» **Exercise instructions**: Each line containing the string "Result" should be copied out of the entries.
[Source records — start]
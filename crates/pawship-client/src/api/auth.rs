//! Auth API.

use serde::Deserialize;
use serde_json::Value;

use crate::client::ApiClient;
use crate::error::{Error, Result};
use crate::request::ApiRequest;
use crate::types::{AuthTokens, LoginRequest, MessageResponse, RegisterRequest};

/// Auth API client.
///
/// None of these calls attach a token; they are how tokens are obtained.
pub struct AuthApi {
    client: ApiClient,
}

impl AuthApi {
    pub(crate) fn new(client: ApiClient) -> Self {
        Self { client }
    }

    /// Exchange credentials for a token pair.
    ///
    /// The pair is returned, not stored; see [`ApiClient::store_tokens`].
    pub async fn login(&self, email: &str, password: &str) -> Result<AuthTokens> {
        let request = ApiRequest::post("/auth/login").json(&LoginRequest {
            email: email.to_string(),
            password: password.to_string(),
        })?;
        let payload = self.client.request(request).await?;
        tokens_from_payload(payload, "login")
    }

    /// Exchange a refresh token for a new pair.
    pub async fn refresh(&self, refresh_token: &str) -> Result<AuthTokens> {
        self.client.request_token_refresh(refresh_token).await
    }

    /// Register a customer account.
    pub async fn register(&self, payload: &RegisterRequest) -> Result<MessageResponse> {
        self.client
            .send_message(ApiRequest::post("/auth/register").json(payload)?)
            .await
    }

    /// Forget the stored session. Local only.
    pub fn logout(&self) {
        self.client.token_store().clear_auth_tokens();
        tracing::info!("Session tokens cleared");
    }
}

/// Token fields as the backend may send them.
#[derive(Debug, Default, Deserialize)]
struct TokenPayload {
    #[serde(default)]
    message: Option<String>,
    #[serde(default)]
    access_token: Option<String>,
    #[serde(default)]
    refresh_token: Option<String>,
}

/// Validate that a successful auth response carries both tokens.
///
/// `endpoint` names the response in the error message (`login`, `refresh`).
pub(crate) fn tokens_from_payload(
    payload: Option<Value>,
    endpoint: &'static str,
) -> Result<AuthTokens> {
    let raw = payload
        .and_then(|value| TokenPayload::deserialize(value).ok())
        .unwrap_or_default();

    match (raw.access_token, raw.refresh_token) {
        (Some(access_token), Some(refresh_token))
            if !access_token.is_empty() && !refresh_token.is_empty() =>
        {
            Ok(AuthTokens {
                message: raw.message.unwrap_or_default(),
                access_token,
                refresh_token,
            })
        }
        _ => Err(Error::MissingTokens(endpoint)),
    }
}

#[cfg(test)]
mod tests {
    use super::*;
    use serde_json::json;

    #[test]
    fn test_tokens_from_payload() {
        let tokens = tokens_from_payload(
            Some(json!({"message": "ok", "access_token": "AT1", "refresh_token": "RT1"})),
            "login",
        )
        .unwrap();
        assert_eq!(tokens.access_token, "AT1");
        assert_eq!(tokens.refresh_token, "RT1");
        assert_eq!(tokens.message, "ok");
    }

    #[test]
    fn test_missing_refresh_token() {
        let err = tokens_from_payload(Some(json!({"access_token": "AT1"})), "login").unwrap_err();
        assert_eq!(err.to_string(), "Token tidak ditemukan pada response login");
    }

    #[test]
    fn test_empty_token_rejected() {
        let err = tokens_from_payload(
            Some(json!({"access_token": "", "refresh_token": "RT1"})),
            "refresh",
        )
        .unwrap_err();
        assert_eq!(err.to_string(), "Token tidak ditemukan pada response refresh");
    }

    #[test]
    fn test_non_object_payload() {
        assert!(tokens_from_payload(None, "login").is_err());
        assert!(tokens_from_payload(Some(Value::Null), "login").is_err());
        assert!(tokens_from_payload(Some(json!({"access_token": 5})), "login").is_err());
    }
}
[Source records — finish]
» **Task output**:
use crate::error::{Error, Result};
    pub async fn login(&self, email: &str, password: &str) -> Result<AuthTokens> {
    pub async fn refresh(&self, refresh_token: &str) -> Result<AuthTokens> {
    pub async fn register(&self, payload: &RegisterRequest) -> Result<MessageResponse> {
) -> Result<AuthTokens> {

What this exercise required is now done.